His international research team focuses on new imaging technologies to contrast adverse impact of climate-change-related stressors to sustainable agriculture. Based on the evidence, that the metabolism and transport of carbon, sugar and water in crops are the fundament of the mechanism of growth, he noted that Positron Emission Tomography (PET) is the only imaging technique, which allows their non-disruptive and quantitative measurement. After strengthening a new digital signal processing approach based on the Digital PET technology, Prof. D’Ascenzo explored the frontier of PET setting the theoretical, methodological, and technological fundaments for the transition from a lab-based plant PET imaging to an in-field Agri-PET imaging. In-field measurements in fact reflect the complexity of a natural environment, which lab-based experiments can only partially reproduce.

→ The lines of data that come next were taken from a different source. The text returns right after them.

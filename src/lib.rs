//! Badlands - turn-based hunt simulation on a toroidal grid
//!
//! A protagonist, a carried support companion, rival clan hunters, roaming
//! monsters and a boss antagonist act in a fixed order each turn. Movement,
//! combat and an honor-code check resolve against a single seeded random
//! stream until the protagonist or the antagonist falls.

pub mod actions;
pub mod core;
pub mod entity;
pub mod simulation;
pub mod spatial;

pub use crate::actions::Action;
pub use crate::core::{AgentId, EngineConfig, HuntError, Position, Result};
pub use crate::entity::{Agent, Roster};
pub use crate::simulation::{FinalReport, History, Phase, Simulation};
pub use crate::spatial::Grid;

Facing the challenge of low activity and short observation time of agricultural applications, Prof. D’Ascenzo proposed the new theory of Kinetically Consistent Data Assimilation (KCDA) signal processing for incomplete dynamic crop PET signals. Prof. D’Ascenzo invented a new predictor-corrector approach, which adapts the model to the data. The new KCDA theory allows to extract quantitative parameters describing the transport and metabolism in plants by analyzing the first few minutes of the acquired TACs and enables quantitative in-field PET measurements. Based on the KCDA theory, Prof. D’Ascenzo developed new methods for the quantitative imaging of plants and crops. In contrast with preclinical and clinical imaging, plant imaging faces the problem of positron escape in thin and soft tissues. Prof. D’Ascenzo developed new correction methodologies to allow quantitative results for the early identification of plant stress.  Finally, Prof. D’Ascenzo proposed a new high-sensitivity portable technological approach to crop PET imaging, demonstrating experimentally with a prototype system the feasibility of the in-field PET imaging in agriculture.

The compactness and portability of the system is enabled also by a compact sensor technology, the CMOS SiPM, developed by Prof. D’Ascenzo. The sensor, developed in a CMOS compatible process, reaches an unprecedented photo detection efficiency of 43% at a 420 nm spectral region and a single photon time resolution of 70 ps (FWHM). On this basis, he is one of the inventors of the MVT-SiPM, which embeds single photon spatiotemporal digital signal processing on a single chip, enabling high resolution and sensitivity digital PET technologies.

The Agri-PET technology has been recognized internationally and is adopted at the Digital Imaging Multimodal Platform node of the Eurobioimaging European Research Infrastructure in Italy, and at the PETAL international consortium on dynamic crop functional imaging.  Prof. D’Ascenzo has published more than 200 top journals and conference papers and has filled 15 patents.